### Information shown
== Segment start ==

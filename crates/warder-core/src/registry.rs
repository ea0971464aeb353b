//! Scanner registry (spec §4.3).
//!
//! Per REDESIGN FLAGS §9: this is an explicit, build-time static map from
//! scanner name to constructor, not dynamic module resolution — there is no
//! camel-to-snake-case name translation anywhere in this crate. Config
//! scanner names are registry keys verbatim. Instances are created lazily on
//! first use and retained for the worker's lifetime; a missing entry is a
//! soft failure (`WorkerError::MissingScanner`), logged and skipped.

use std::collections::HashMap;
use std::sync::Arc;

use async_trait::async_trait;
use chrono::{DateTime, Utc};
use warder_config::log_registry_warn;

use crate::types::{File, ScanOutput, ScannerOptions};

/// Uniform contract every scanner plugin implements (spec §6).
#[async_trait]
pub trait ScannerPlugin: Send + Sync {
    /// The registry key this plugin was constructed under.
    fn name(&self) -> &str;

    /// Scan `data`, returning any child files it extracted and a JSON
    /// summary of its work. Scanners should self-bound against `expire_at`,
    /// though the distributor's own distribution timeout is the actual
    /// enforcement mechanism.
    async fn scan_wrapper(
        &self,
        data: &[u8],
        file: &File,
        options: &ScannerOptions,
        expire_at: DateTime<Utc>,
    ) -> anyhow::Result<(Vec<File>, ScanOutput)>;
}

type PluginConstructor = Box<dyn Fn() -> Box<dyn ScannerPlugin> + Send + Sync>;

/// Owns the static name->constructor map and the live plugin cache. Not
/// shared across tasks — the worker loop owns one registry for its entire
/// lifetime (spec §5, "scanner cache is owned by the worker").
pub struct ScannerRegistry {
    constructors: HashMap<String, PluginConstructor>,
    cache: HashMap<String, Arc<dyn ScannerPlugin>>,
}

impl Default for ScannerRegistry {
    fn default() -> Self {
        Self::new()
    }
}

impl ScannerRegistry {
    pub fn new() -> Self {
        Self {
            constructors: HashMap::new(),
            cache: HashMap::new(),
        }
    }

    /// Register a constructor under `name`. Intended to be called once at
    /// bootstrap (spec §4.7) with closures that capture whatever the plugin
    /// needs (config, a coordinator handle) by value.
    pub fn register<F>(&mut self, name: impl Into<String>, constructor: F)
    where
        F: Fn() -> Box<dyn ScannerPlugin> + Send + Sync + 'static,
    {
        self.constructors
            .insert(name.into(), Box::new(constructor));
    }

    /// Look up a live plugin instance, constructing and caching it on first
    /// use. Returns `None` (and logs) if `name` has no registered
    /// constructor — the caller treats this as `MissingScanner` and skips
    /// the scanner for the current file.
    pub fn get_or_create(&mut self, name: &str) -> Option<Arc<dyn ScannerPlugin>> {
        if let Some(plugin) = self.cache.get(name) {
            return Some(Arc::clone(plugin));
        }
        let constructor = match self.constructors.get(name) {
            Some(c) => c,
            None => {
                log_registry_warn!("scanner not registered", name = name);
                return None;
            }
        };
        let plugin: Arc<dyn ScannerPlugin> = Arc::from(constructor());
        self.cache.insert(name.to_string(), Arc::clone(&plugin));
        Some(plugin)
    }
}
//! Structured logging utilities for the scan-dispatch engine's components.
//!
//! Provides consistent logging with component prefixes and structured fields.
//!
//! # Usage
//!
//! ```ignore
//! use warder_config::logging::*;
//!
//! log_worker_info!("Popped task", root_id = %root_id);
//! log_distributor_debug!("Distribution timed out", depth = file.depth);
//! ```

use std::path::Path;

/// Component identifiers for log filtering.
pub struct Component;

impl Component {
    pub const WORKER: &'static str = "worker";
    pub const DISTRIBUTOR: &'static str = "distributor";
    pub const REGISTRY: &'static str = "registry";
    pub const ASSIGNMENT: &'static str = "assignment";
    pub const COORDINATOR: &'static str = "coordinator";
    pub const CLASSIFIER: &'static str = "classifier";
    pub const CLI: &'static str = "cli";
}

// === worker loop logging macros ===

#[macro_export]
macro_rules! log_worker_info {
    ($msg:literal $(, $key:ident = $value:expr)* $(,)?) => {
        tracing::info!(component = "worker", $($key = $value,)* $msg)
    };
}

#[macro_export]
macro_rules! log_worker_debug {
    ($msg:literal $(, $key:ident = $value:expr)* $(,)?) => {
        tracing::debug!(component = "worker", $($key = $value,)* $msg)
    };
}

#[macro_export]
macro_rules! log_worker_error {
    ($msg:literal $(, $key:ident = $value:expr)* $(,)?) => {
        tracing::error!(component = "worker", $($key = $value,)* $msg)
    };
}

// === distributor logging macros ===

#[macro_export]
macro_rules! log_distributor_debug {
    ($msg:literal $(, $key:ident = $value:expr)* $(,)?) => {
        tracing::debug!(component = "distributor", $($key = $value,)* $msg)
    };
}

#[macro_export]
macro_rules! log_distributor_warn {
    ($msg:literal $(, $key:ident = $value:expr)* $(,)?) => {
        tracing::warn!(component = "distributor", $($key = $value,)* $msg)
    };
}

// === registry logging macros ===

#[macro_export]
macro_rules! log_registry_warn {
    ($msg:literal $(, $key:ident = $value:expr)* $(,)?) => {
        tracing::warn!(component = "registry", $($key = $value,)* $msg)
    };
}

// === coordinator logging macros ===

#[macro_export]
macro_rules! log_coordinator_warn {
    ($msg:literal $(, $key:ident = $value:expr)* $(,)?) => {
        tracing::warn!(component = "coordinator", $($key = $value,)* $msg)
    };
}

/// Initialize logging once at process startup.
///
/// Honors `RUST_LOG`/`EnvFilter` first; if unset, falls back to the contents
/// of `logging_cfg` (a filter-directive string) when given, and otherwise to
/// `info`.
pub fn init_logging(logging_cfg: Option<&Path>) {
    use tracing_subscriber::EnvFilter;

    let fallback = logging_cfg
        .and_then(|path| std::fs::read_to_string(path).ok())
        .map(|s| s.trim().to_string())
        .filter(|s| !s.is_empty())
        .unwrap_or_else(|| "info".to_string());

    let env_filter = EnvFilter::try_from_default_env().unwrap_or_else(|_| EnvFilter::new(fallback));

    tracing_subscriber::fmt()
        .with_env_filter(env_filter)
        .with_target(false)
        .init();
}
use std::io::Read as _;

use async_trait::async_trait;
use chrono::{DateTime, Utc};
use flate2::read::GzDecoder;
use serde_json::json;
use warder_coordinator::CoordinatorClient;
use warder_core::types::{File, ScanOutput, ScannerOptions};
use warder_core::ScannerPlugin;

/// Single-member gzip decompression, producing exactly one child file.
pub struct ScanGzip {
    coordinator: CoordinatorClient,
}

impl ScanGzip {
    pub fn new(coordinator: CoordinatorClient) -> Self {
        Self { coordinator }
    }
}

fn decompress(data: Vec<u8>) -> anyhow::Result<Vec<u8>> {
    let mut decoder = GzDecoder::new(data.as_slice());
    let mut out = Vec::new();
    decoder.read_to_end(&mut out)?;
    Ok(out)
}

#[async_trait]
impl ScannerPlugin for ScanGzip {
    fn name(&self) -> &str {
        "ScanGzip"
    }

    async fn scan_wrapper(
        &self,
        data: &[u8],
        file: &File,
        _options: &ScannerOptions,
        expire_at: DateTime<Utc>,
    ) -> anyhow::Result<(Vec<File>, ScanOutput)> {
        let owned = data.to_vec();
        let decompressed = tokio::task::spawn_blocking(move || decompress(owned)).await??;

        let pointer = uuid::Uuid::new_v4().to_string();
        self.coordinator
            .push_bytes(&pointer, &decompressed, expire_at.timestamp())
            .await?;

        let child_name = file
            .name
            .as_deref()
            .and_then(|n| n.strip_suffix(".gz"))
            .map(|n| n.to_string());
        let child = File::child(pointer, child_name, Some(self.name().to_string()));

        let output = json!({ "decompressed_size": decompressed.len() });
        Ok((vec![child], output))
    }
}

== Segment end ==

State, as a bare number, how many lines of the listing hold the word "types".

2